Rhys makes a growling noise, sits up, and starts to untangle himself from the tubes to climb out of the gurney. I ignore all the faces and disappointment in their eyes and bolt for the door.

I hear Rhys calling my name, but I don’t stop. I was supposed to rise to the occasion. Be strong. Instead, I’m spiraling and falling apart.

That’s what crazy girls do. We are weak and wild all at once.

Rhys calls me again, but I’m already erasing the sound from my memory bank. Nothing. I hear nothing. I feel nothing.

Okay, that’s not true. I’m dying inside.

“Goodbye,” the words scrape from my throat like glass, and I can’t breathe.

Raina, seeing me holding it together and losing, pushes the door open for me. “Come on,” she says softly. “I’ll take you home.”

She steers me out of the exam room, and flashing lights from a medical transport van blind me.

“Nero, take us back to Rhys’s building,” Raina says, holding me by the shoulders.

I get inside and clutch at my middle. I feel the panic rising again. I want to disappear.

No one understands me. No one but Rhys. And he’s been brutally honest with me. It’s the idea that they might have been laughing at me that makes me sick. And the man I’ve loved for years joining in? I can’t handle it.

The Tahoe roars to life and pulls away from the building.

“We overheard that you were in Rhys’s apartment when a man broke in,” Raina says calmly. “You saw him kill the guy, right?”

“Yeah.” I box breathe, counting the slow pull of air into my lungs, then hold, then release in four beats each until my pulse settles.

“This incident tonight has brought the fight to another level,” Raina informs me. “Rhys needs to know how to protect you.”

“By going behind my back? No, thank you. I know what’s best for me,” I say in the strongest voice ever.

The silence stretches for a few blocks as the Tahoe navigates the empty city streets.

Raina doesn’t ask about my assault. My terrible confession. She lets it pass untouched and unsaid. She’s not pitying me and not prying. Somehow, that makes me feel less exposed. She’s giving me back a piece of myself. Something I thought I’d lost in that room full of men.

“Do you love him?” Raina asks, because perhaps that is something she can relate to. Being in love.

“I do,” I say, not looking at her. “He told me he loved me, too.”

“Fuck,” Raina says, shaking her head. “This is more serious than we thought.”

I keep staring out the window while Raina talks softly.

“Men screw up. Some men really screw up. Others just stumble through the hard parts.” Raina is kind, in a lethal way. “Rhys does love you. That’s clear.”

“Thank you,” I tell her. “I’ll try to cool off and see if I want to give him a chance to explain.”

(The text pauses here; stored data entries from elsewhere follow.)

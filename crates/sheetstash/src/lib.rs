// SPDX-FileCopyrightText: 2026 sheetstash contributors
//
// SPDX-License-Identifier: Apache-2.0

//! Store arbitrary binary payloads in a remote tabular-document service.
//!
//! Payloads are split into bounded chunks, optionally gzip-compressed,
//! rendered as cell-safe basE91 text, and written as documents in a single
//! container folder. The remote service's own metadata (string properties
//! on each document) carries all bookkeeping, so the catalog listing is the
//! only index.
//!
//! [`store::SheetStore`] is the operational surface: upload, download,
//! delete, clone, list, with concurrent batch variants. It is generic over
//! [`catalog::RemoteCatalog`], and ships with an in-memory backend
//! ([`catalog::memory::MemoryCatalog`]) for tests and offline use.

pub mod catalog;
pub mod chunk;
pub mod codec;
mod error;
pub mod progress;
pub mod resolve;
pub mod store;

pub use catalog::{DocumentId, DocumentMeta, RemoteCatalog, TypeTag, UploadStrategy};
pub use codec::Compression;
pub use error::{Error, Result};
pub use progress::{Direction, ProgressEvent};
pub use store::{SheetStore, StoredObject, UploadOptions};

“I hope you do.” Raina squeezes my hand.

The sun is making its climb over the horizon when the Tahoe stops in front of my building.

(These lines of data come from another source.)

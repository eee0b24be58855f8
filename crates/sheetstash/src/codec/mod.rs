// SPDX-FileCopyrightText: 2026 sheetstash contributors
//
// SPDX-License-Identifier: Apache-2.0

//! Codec pipeline: optional compression + cell-safe text encoding
//!
//! The remote medium only reliably stores printable text in bounded cells,
//! so every payload round-trips through the basE91 alphabet. Compression is
//! applied before text encoding so the ratio benefits from binary density.

pub mod base91;

use crate::error::{Error, Result};
use flate2::Compression as GzLevel;
use flate2::read::GzDecoder;
use flate2::write::GzEncoder;
use std::io::{Read, Write};

/// Compression policy applied before text encoding.
#[derive(Debug, Clone, Copy, PartialEq, Eq, Default)]
pub enum Compression {
    #[default]
    None,
    Gzip,
}

impl Compression {
    /// The string value stored in the `compression` document property.
    pub fn as_property(&self) -> &'static str {
        match self {
            Compression::None => "none",
            Compression::Gzip => "gzip",
        }
    }

    /// Parse a stored property value. Unknown values are rejected so a
    /// payload is never decoded under the wrong policy.
    pub fn from_property(value: &str) -> Result<Self> {
        match value {
            "none" => Ok(Compression::None),
            "gzip" => Ok(Compression::Gzip),
            other => Err(Error::InvalidConfiguration(format!(
                "unknown compression policy {:?}",
                other
            ))),
        }
    }
}

/// Reversible transform from raw bytes to store-safe printable text.
#[derive(Debug, Clone, Copy)]
pub struct Codec {
    compression: Compression,
}

impl Codec {
    #[must_use]
    pub fn new(compression: Compression) -> Self {
        Self { compression }
    }

    /// Encode raw bytes: optional gzip, then basE91 text.
    pub fn encode(&self, data: &[u8]) -> Result<String> {
        let compressed = match self.compression {
            Compression::None => return Ok(base91::encode(data)),
            Compression::Gzip => {
                let mut encoder = GzEncoder::new(Vec::new(), GzLevel::default());
                encoder
                    .write_all(data)
                    .and_then(|_| encoder.finish())
                    .map_err(|e| Error::Codec(format!("gzip compression failed: {}", e)))?
            }
        };
        Ok(base91::encode(&compressed))
    }

    /// Decode stored text back to the original bytes.
    ///
    /// A truncated gzip stream fails here rather than returning a short
    /// read; the store additionally checks the decoded length against the
    /// recorded object size.
    pub fn decode(&self, text: &str) -> Result<Vec<u8>> {
        let raw = base91::decode(text)?;
        match self.compression {
            Compression::None => Ok(raw),
            Compression::Gzip => {
                let mut out = Vec::new();
                GzDecoder::new(raw.as_slice())
                    .read_to_end(&mut out)
                    .map_err(|e| Error::Codec(format!("gzip decompression failed: {}", e)))?;
                Ok(out)
            }
        }
    }
}

#[cfg(test)]
mod tests {
    use super::*;
    use rand::RngCore;

    #[test]
    fn test_roundtrip_both_policies() {
        let mut rng = rand::thread_rng();
        let mut data = vec![0u8; 100_000];
        rng.fill_bytes(&mut data);

        for compression in [Compression::None, Compression::Gzip] {
            let codec = Codec::new(compression);
            for input in [&[][..], &[0u8; 1000][..], &data[..]] {
                let text = codec.encode(input).unwrap();
                assert!(!text.contains(['\t', '\n']));
                assert_eq!(codec.decode(&text).unwrap(), input);
            }
        }
    }

    #[test]
    fn test_gzip_shrinks_repetitive_input() {
        let data = vec![7u8; 1 << 16];
        let plain = Codec::new(Compression::None).encode(&data).unwrap();
        let gzipped = Codec::new(Compression::Gzip).encode(&data).unwrap();
        assert!(gzipped.len() < plain.len() / 10);
    }

    #[test]
    fn test_truncated_gzip_fails() {
        let codec = Codec::new(Compression::Gzip);
        let text = codec.encode(b"some payload that should not survive truncation").unwrap();
        let cut = &text[..text.len() / 2];
        assert!(matches!(codec.decode(cut), Err(Error::Codec(_))));
    }

    #[test]
    fn test_mismatched_policy_fails() {
        let text = Codec::new(Compression::None).encode(b"not a gzip stream").unwrap();
        assert!(matches!(
            Codec::new(Compression::Gzip).decode(&text),
            Err(Error::Codec(_))
        ));
    }

    #[test]
    fn test_property_values() {
        assert_eq!(Compression::Gzip.as_property(), "gzip");
        assert_eq!(Compression::from_property("none").unwrap(), Compression::None);
        assert!(Compression::from_property("zip").is_err());
    }
}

“Rhys will need you after this,” Raina pleads one more time, her voice a strong warning like she cares about him. “You have the strength to be there for him. I’ve seen it.”

“Thank you,” I whisper around the lump in my throat and get out of the SUV.

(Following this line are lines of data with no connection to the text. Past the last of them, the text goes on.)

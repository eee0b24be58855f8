// SPDX-FileCopyrightText: 2026 sheetstash contributors
//
// SPDX-License-Identifier: Apache-2.0

//! Object store orchestration
//!
//! Composes the chunk planner, the codec pipeline, and the remote catalog
//! into the upload/download/delete/clone surface. Every managed object is
//! one or more chunk documents inside a single root container; there is no
//! separate index, the catalog listing is the source of truth.

use crate::catalog::{
    CloneDocument, CreateDocument, DocumentId, DocumentMeta, ListQuery, Predicate, RemoteCatalog,
    TypeTag, UploadStrategy, list_documents,
};
use crate::chunk;
use crate::codec::{Codec, Compression};
use crate::error::{Error, Result};
use crate::progress::{self, Direction, ProgressSender};
use crate::resolve;
use chrono::{DateTime, Utc};
use futures::future::{join_all, try_join_all};
use log::{debug, info, warn};
use std::collections::HashMap;

/// Name of the root container folder holding all managed objects.
pub const CONTAINER_NAME: &str = "sheetstash";

/// Part size used to report multipart transfer progress. 8 MB.
const MULTIPART_PART_BYTES: u64 = 8 * 1024 * 1024;

const PROP_SIZE: &str = "size";
const PROP_SHEETS: &str = "sheets";
const PROP_CHUNK: &str = "chunk";
const PROP_HEAD: &str = "head";
const PROP_PATH: &str = "path";
const PROP_COMPRESSION: &str = "compression";
const PROP_CHUNK_SIZE: &str = "chunksize";
const PROP_STARRED: &str = "starred";

/// The logical uploaded artifact as seen by a user, projected from the
/// head chunk's document properties.
#[derive(Debug, Clone)]
pub struct StoredObject {
    pub id: DocumentId,
    pub name: String,
    pub size: u64,
    pub chunk_count: u32,
    pub compression: Compression,
    pub path: String,
    pub starred: bool,
    pub owners: Vec<String>,
    pub modified: DateTime<Utc>,
}

impl StoredObject {
    /// Lenient projection for listings: non-numeric counters read as zero,
    /// absent tags as empty, unknown compression as none.
    fn from_meta(meta: &DocumentMeta) -> Self {
        let compression = meta
            .properties
            .get(PROP_COMPRESSION)
            .and_then(|v| Compression::from_property(v).ok())
            .unwrap_or_default();
        Self {
            id: meta.id.clone(),
            name: meta.name.clone(),
            size: meta.size(),
            chunk_count: meta.sheet_count(),
            compression,
            path: meta.path().to_string(),
            starred: meta.starred(),
            owners: meta.owners.clone(),
            modified: meta.modified,
        }
    }
}

/// Per-upload knobs. The defaults mirror the service's practical limits:
/// 10 MB chunks, no compression, multipart transfer.
#[derive(Debug, Clone)]
pub struct UploadOptions {
    pub path: String,
    pub max_chunk_bytes: u64,
    pub compression: Compression,
    pub strategy: UploadStrategy,
}

impl Default for UploadOptions {
    fn default() -> Self {
        Self {
            path: "/".to_string(),
            max_chunk_bytes: chunk::MAX_CHUNK_BYTES_DEFAULT,
            compression: Compression::None,
            strategy: UploadStrategy::Multipart,
        }
    }
}

impl UploadOptions {
    #[must_use]
    pub fn with_path(mut self, path: impl Into<String>) -> Self {
        self.path = path.into();
        self
    }

    #[must_use]
    pub fn with_max_chunk_bytes(mut self, max_chunk_bytes: u64) -> Self {
        self.max_chunk_bytes = max_chunk_bytes;
        self
    }

    #[must_use]
    pub fn with_compression(mut self, compression: Compression) -> Self {
        self.compression = compression;
        self
    }

    #[must_use]
    pub fn with_strategy(mut self, strategy: UploadStrategy) -> Self {
        self.strategy = strategy;
        self
    }
}

/// The object store: a catalog handle plus the resolved container id.
///
/// The container is found or created once in [`SheetStore::open`] and the
/// id is held immutably for the life of the handle; all operations take
/// `&self` and may run concurrently.
pub struct SheetStore<C> {
    catalog: C,
    container: DocumentId,
    progress: Option<ProgressSender>,
}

Swiping my eyes, I watch as the Tahoe glides away, sunlight glinting off the shiny dark blue topcoat.

I stand there for a long moment, staring up at the brick facade of the place I’ve called home for years. I’ve never had a problem going inside, whether or not Rhys was home.

I can’t go inside. Not yet.

I tighten the belt on my coat, shove my hands deep in my pockets, and walk. Walk off the heartbreak. Walk off the betrayal. Walk off the voices in my head.

Walk until they are quiet enough, and I can hear the real world again.